Source data:
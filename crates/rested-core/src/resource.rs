//! The resource capability model.
//!
//! A [`Resource`] is any serializable domain object carrying cache metadata.
//! Optional capabilities are discovered at runtime through the `as_*`
//! accessors and default methods, so a plain resource only has to provide its
//! ETag, last-modified time and TTL:
//!
//! ```
//! use std::time::Duration;
//!
//! use chrono::{DateTime, TimeZone, Utc};
//! use rested_core::Resource;
//! use serde::Serialize;
//!
//! #[derive(Serialize)]
//! struct Person {
//!     id: u32,
//!     name: String,
//! }
//!
//! impl Resource for Person {
//!     fn etag(&self) -> String {
//!         format!("p{}", self.id)
//!     }
//!
//!     fn last_modified(&self) -> DateTime<Utc> {
//!         Utc.with_ymd_and_hms(2014, 4, 14, 10, 0, 0).unwrap()
//!     }
//!
//!     fn ttl(&self) -> Duration {
//!         Duration::from_secs(30)
//!     }
//! }
//! ```

use std::fmt;
use std::io;
use std::time::Duration;

use bytes::Bytes;
use chrono::{DateTime, Utc};
use futures::stream::BoxStream;
use http::HeaderMap;
use serde::Serialize;

use crate::error::Fault;
use crate::range::{ContentRange, Range, RangeError};

/// Errors raised by the structured encoders.
#[derive(Debug, thiserror::Error)]
pub enum EncodeError {
    /// JSON encoding failed.
    #[error("JSON encoding failed: {0}")]
    Json(#[from] serde_json::Error),

    /// XML encoding failed.
    #[error("XML encoding failed: {0}")]
    Xml(#[from] rested_xml::XmlError),
}

impl From<EncodeError> for Fault {
    fn from(err: EncodeError) -> Self {
        Fault::internal_server_error("Resource could not be encoded", err.to_string(), false)
            .redacted()
    }
}

/// Structured encodings of a value.
///
/// Implemented for every `Serialize + Send + Sync` type, which makes the
/// generic encoders reachable through `dyn Resource`.
pub trait Payload: Send + Sync {
    /// Encode as JSON.
    fn to_json(&self) -> Result<Vec<u8>, EncodeError>;

    /// Encode as a complete XML document.
    fn to_xml(&self) -> Result<Vec<u8>, EncodeError>;
}

impl<T: Serialize + Send + Sync> Payload for T {
    fn to_json(&self) -> Result<Vec<u8>, EncodeError> {
        Ok(serde_json::to_vec(self)?)
    }

    fn to_xml(&self) -> Result<Vec<u8>, EncodeError> {
        Ok(rested_xml::to_xml(self)?)
    }
}

/// A domain object exposed over HTTP.
///
/// `etag` and `last_modified` must be stable for a given version of the
/// underlying data. The dispatcher never mutates a resource.
pub trait Resource: Payload {
    /// Opaque version tag written to `ETag`.
    fn etag(&self) -> String;

    /// Time of the last modification, written to `Last-Modified`.
    fn last_modified(&self) -> DateTime<Utc>;

    /// Caching lifetime; `Expires` is set to now + TTL.
    fn ttl(&self) -> Duration;

    /// Plain-text representation, used when `text/plain` is negotiated.
    /// Without one, `text/plain` is not acceptable.
    fn text(&self) -> Option<String> {
        None
    }

    /// Custom encoding that bypasses negotiation entirely. Returns the content
    /// type and encoded bytes.
    fn marshal(&self, _request: &http::request::Parts) -> Option<Result<Encoded, Fault>> {
        None
    }

    /// Range capability.
    fn as_ranger(&self) -> Option<&dyn Ranger> {
        None
    }

    /// Raw-handler capability. When present, the resource writes its own
    /// response body and negotiation and compression are skipped.
    fn as_raw_handler(&self) -> Option<&dyn RawHandler> {
        None
    }

    /// Extra headers added to successful responses carrying this resource.
    fn headers(&self) -> HeaderMap {
        HeaderMap::new()
    }
}

/// Implemented by resources that can serve partial content.
pub trait Ranger {
    /// Range units this resource understands, e.g. `["bytes"]`.
    fn units(&self) -> &[&str];

    /// Total number of units available.
    fn count(&self) -> u64;

    /// Return the slice covering an already adjusted range.
    ///
    /// Returning [`RangeError::UnsupportedUnit`] cancels the partial response
    /// and the full resource is served instead.
    fn range(&self, range: &Range) -> Result<(ContentRange, Box<dyn Resource>), RangeError>;
}

/// A response body produced by a raw handler.
pub enum RawBody {
    /// The whole body at once.
    Full(Bytes),
    /// A body delivered in chunks.
    Stream(BoxStream<'static, Result<Bytes, io::Error>>),
}

impl fmt::Debug for RawBody {
    fn fmt(&self, f: &mut fmt::Formatter<'_>) -> fmt::Result {
        match self {
            Self::Full(bytes) => f.debug_tuple("Full").field(&bytes.len()).finish(),
            Self::Stream(_) => f.write_str("Stream(..)"),
        }
    }
}

/// Implemented by resources that write their response themselves.
///
/// `response` already carries the status and the cache headers computed by
/// the dispatcher; the handler may change both.
pub trait RawHandler: Send + Sync {
    /// Produce the response body.
    fn serve_raw(
        &self,
        request: &http::request::Parts,
        response: &mut http::response::Parts,
    ) -> Result<RawBody, Fault>;
}

/// An encoded representation: content type plus body bytes.
#[derive(Debug, Clone, PartialEq, Eq)]
pub struct Encoded {
    /// Value for the `Content-Type` header.
    pub content_type: String,
    /// The encoded body.
    pub body: Bytes,
}

impl Encoded {
    /// Create an encoded representation.
    #[must_use]
    pub fn new(content_type: impl Into<String>, body: impl Into<Bytes>) -> Self {
        Self {
            content_type: content_type.into(),
            body: body.into(),
        }
    }
}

EXERCISE GOAL
Return only the number of lines above that include the word "trait".

EXERCISE RESPONSE
4